All rights reserved.
ISBN: 0-7868-6798-1
Chapter One
THE RAINBOW OF HOPE
If you really want to hear about it, there's a few things you should know about Project Ulster before I really kick off on the story improper. It was promoted in the throat-cutting churches and chapels of Northern Ireland with the slogan "The Rainbow of Hope." The pot of gold at the end of this rainbow was the relative peace of the unwild Midwest USA. And I think, though I may be wrong, that they had that Red and yellow and pink and green, orange and purple and blue, I can sing a rainbow, sing a rainbow, sing a rainbow too as their theme song.
Not exactly Iron Maiden is it? So did I sing their rainbow?aye, I did like fuck!
* * *
My name, the good Prod name my parents gave me, is Wil Carson: Wil after the Father of Ulster, King Billy; Carson after being related to the savior of Partition, Lord Carson.
I was sold the Rainbow of Hope on the last Sunday in the pissing wet May of 1985. Yeah, it's been fifteen long years, first in Lincoln Hills School for Juvenile Offenders and then in the Green Bay Correctional Institution, but I can still say what May day it was. I was sold out on the twenty-seventh. My Ma was the Project salesman, or should that be saleswoman, or even the salesperson? Doesn't matter, it doesn't do to be too PC or people think you're weak.

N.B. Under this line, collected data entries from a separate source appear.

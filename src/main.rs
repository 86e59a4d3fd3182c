//! Playmart ETL runner
//!
//! Loads the song catalog and the activity logs into an already-created
//! star schema. Run `create-tables` first to (re)create the schema.

use anyhow::Result;
use clap::Parser;
use playmart::ingest::run_pipeline;
use playmart::mart_store::SqliteMartStore;
use std::path::PathBuf;
use tracing::{info, warn};
use tracing_subscriber::EnvFilter;

#[derive(Parser, Debug)]
#[command(name = "playmart-etl")]
#[command(about = "Load song metadata and activity logs into the play mart")]
struct Args {
    /// Path to the SQLite play mart database file
    #[arg(value_name = "MART_DB")]
    mart_db: PathBuf,

    /// Directory tree of song-metadata JSON files
    #[arg(long, default_value = "data/song_data")]
    song_data: PathBuf,

    /// Directory tree of activity-log JSON files
    #[arg(long, default_value = "data/log_data")]
    log_data: PathBuf,
}

fn main() -> Result<()> {
    tracing_subscriber::fmt()
        .with_env_filter(
            EnvFilter::try_from_default_env().unwrap_or_else(|_| EnvFilter::new("info")),
        )
        .init();

    let args = Args::parse();

    info!("Playmart ETL");
    info!("============");
    info!("Database: {}", args.mart_db.display());
    info!("Song data: {}", args.song_data.display());
    info!("Log data: {}", args.log_data.display());

    let store = SqliteMartStore::open(&args.mart_db)?;

    let stats = run_pipeline(&store, &args.song_data, &args.log_data)?;

    info!("");
    info!("Load Summary");
    info!("============");
    info!("Song files processed: {}", stats.song_files_processed);
    info!("Log files processed: {}", stats.log_files_processed);
    info!("Artists loaded: {}", stats.artists_loaded);
    info!("Songs loaded: {}", stats.songs_loaded);
    info!("Time slots written: {}", stats.time_slots_written);
    info!("Users upserted: {}", stats.users_upserted);
    info!(
        "Song plays written: {} ({} resolved, {} unresolved)",
        stats.song_plays_written, stats.plays_resolved, stats.plays_unresolved
    );
    if stats.parse_errors > 0 || stats.write_errors > 0 {
        warn!(
            "Errors encountered: {} parse, {} write",
            stats.parse_errors, stats.write_errors
        );
    }

    use playmart::mart_store::MartStore as _;
    let counts = store.counts()?;
    info!("");
    info!("Database contains:");
    info!("  {} artists", counts.artists);
    info!("  {} songs", counts.songs);
    info!("  {} users", counts.users);
    info!("  {} time slots", counts.time_slots);
    info!("  {} song plays", counts.song_plays);

    Ok(())
}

Anyway, as I was trying to say, we were in the living room after Sunday lunch when my Ma stops her claw-fingered knitting, takes off her horn-rimmed NHS glasses, and comes right out with it: "You know, Wil, I was chatting away to Pastor Good at the end of the service and well, he says you could go to America for a month scot-free."
Now I was sitting right in front of the TV at the time, watching El Cid hay-bed Sophia Loren and fiddling mightily with my ucksters, so I didn't think I heard her right. "What's that you say, Ma?"
"The Pastor has put your name up as a substitute for Project Ulster."
"Do what?"
All of a sudden she had my full attention. I don't think my Ma was used to getting anybody's full attention ever, certainly not me or my Da's, so she became a little self-conscious. She might even have blushed some when she said, "Someone dropped out. Wouldn't you like to go on a holiday, son?"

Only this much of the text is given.